Auch dieser Broker ist auf den Devisenmarkt spezialisiert. Wird eine Order platziert, leitet der STP-Broker diese sofort weiter – zum Beispiel an eine Bank. Ein Dealing Desk agiert dabei nicht im Hintergrund. Der STP-Broker verlangt im Gegensatz zu einem ECN-Broker keine feste Gebühr. Diese Broker verdienen an der Differenz zwischen Brief- und Geldkurs. Die Kurse werden aus dem Interbankenmarkt bezogen.
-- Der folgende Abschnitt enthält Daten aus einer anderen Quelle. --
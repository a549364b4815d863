//! # HUM人N Story Library (humn-story)
//!
//! Sequential story playback with audio-driven section transitions.
//!
//! **Purpose:** Hold the ordered story catalog, decide which narration plays
//! next, and run the single-track playback state machine that reacts to
//! media lifecycle events.
//!
//! **Architecture:** `story` is static input, `playback` is the state
//! machine plus its effect seam (`MediaBackend`), `rehearsal` drives the
//! machine from a terminal against a clock-driven backend.

pub mod error;
pub mod playback;
pub mod rehearsal;
pub mod story;

pub use error::{Error, Result};
pub use playback::{PlaybackEngine, SectionNavigator};
pub use story::{Section, SectionCatalog, SectionKind};
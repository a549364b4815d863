//! Shared API request/response types

use serde::{Deserialize, Serialize};

/// Admin login request body
///
/// Missing fields read as empty and never match configured credentials.
#[derive(Debug, Clone, Default, Deserialize, Serialize)]
#[serde(default)]
pub struct LoginRequest {
    pub email: String,
    pub password: String,
}

/// Admin login response body
///
/// `{"success": true}` with 200, `{"success": false}` with 403.
#[derive(Debug, Clone, Deserialize, Serialize, PartialEq, Eq)]
pub struct LoginResponse {
    pub success: bool,
}

/// Error response body used by every failing endpoint
#[derive(Debug, Clone, Deserialize, Serialize)]
pub struct ErrorResponse {
    pub error: String,
}

impl ErrorResponse {
    pub fn new(message: impl Into<String>) -> Self {
        Self {
            error: message.into(),
        }
    }
}
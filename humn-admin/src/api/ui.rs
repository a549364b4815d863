//! Admin pages
//!
//! Minimal static pages; all data comes from the JSON API.

use axum::response::Html;

const LOGIN_HTML: &str = include_str!("../ui/login.html");
const ADMIN_HTML: &str = include_str!("../ui/admin.html");

/// GET /login
pub async fn serve_login() -> Html<&'static str> {
    Html(LOGIN_HTML)
}

/// GET /admin
pub async fn serve_admin() -> Html<&'static str> {
    Html(ADMIN_HTML)
}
Worauf kommt es beim Handel mit CFDs an?

Sollte ernsthaftes Interesse an dem Handel mit CFDs gehegt werden, sollte sich der Händler eingehend mit dem Markt und den verschiedenen Brokern auseinandersetzen. Dabei sollte bei der Wahl des richtigen Brokers auf verschiedene Dinge geachtet werden, die während des Handels essenziell sind. Dies sind folgende Punkte:

  • Handelsplattform
  • Risiko- und Geld-Management
  • Produktauswahl
  • Spreads
  • Gebühren

Broker unterscheiden sich häufig gerade in diesen vier Punkten, liegen aber oft doch recht nach beieinander. Daher sollten potenzielle Händler gerade darauf achten, dies ist nicht selten schon die halbe Miete.

Wie finde ich den passenden CFD-Broker?

Wenn man einmal von den vorgenannten Faktoren absieht, gilt es auch noch den passenden Broker zu finden, der auch seriös arbeitet. Einen guten Broker kann anhand folgender Kriterien gefunden werden:

  • Markterfahrung
  • Regulierung
  • Weiterbildungsmöglichkeiten
  • Kundensupport

Fazit: CFD-Trading für fortgeschrittene Anleger

Es gibt also einiges zu beachten, bevor mit dem CFD-Trading losgelegt wird. Genauso schnell, wie bei dem Handel mit Differenzkontrakten ordentlich Geld verdient werden kann, so schnell kann es auch vernichtet werden. Der Handel mit CFDs ist kein Hexenwerk, allerdings sollte der absolute Neuling auf dem Börsenparkett vorerst die Finger von diesen hochspekulativen Finanzderivaten lassen und sich erst einmal ein gesundes Know-How aneignen. Ist dieses schließlich erlernt oder bereits vorhanden, spricht sicherlich nichts dagegen, sich auch einmal mit dem Traden von CFDs zu befassen. Das Wichtigste ist, dass ein jeder Händler den für sich persönlich am besten passenden Broker findet. Es handelt sich bei den Investments immer noch um sein Bestes: nämlich sein Geld und das soll es auch schließlich bleiben.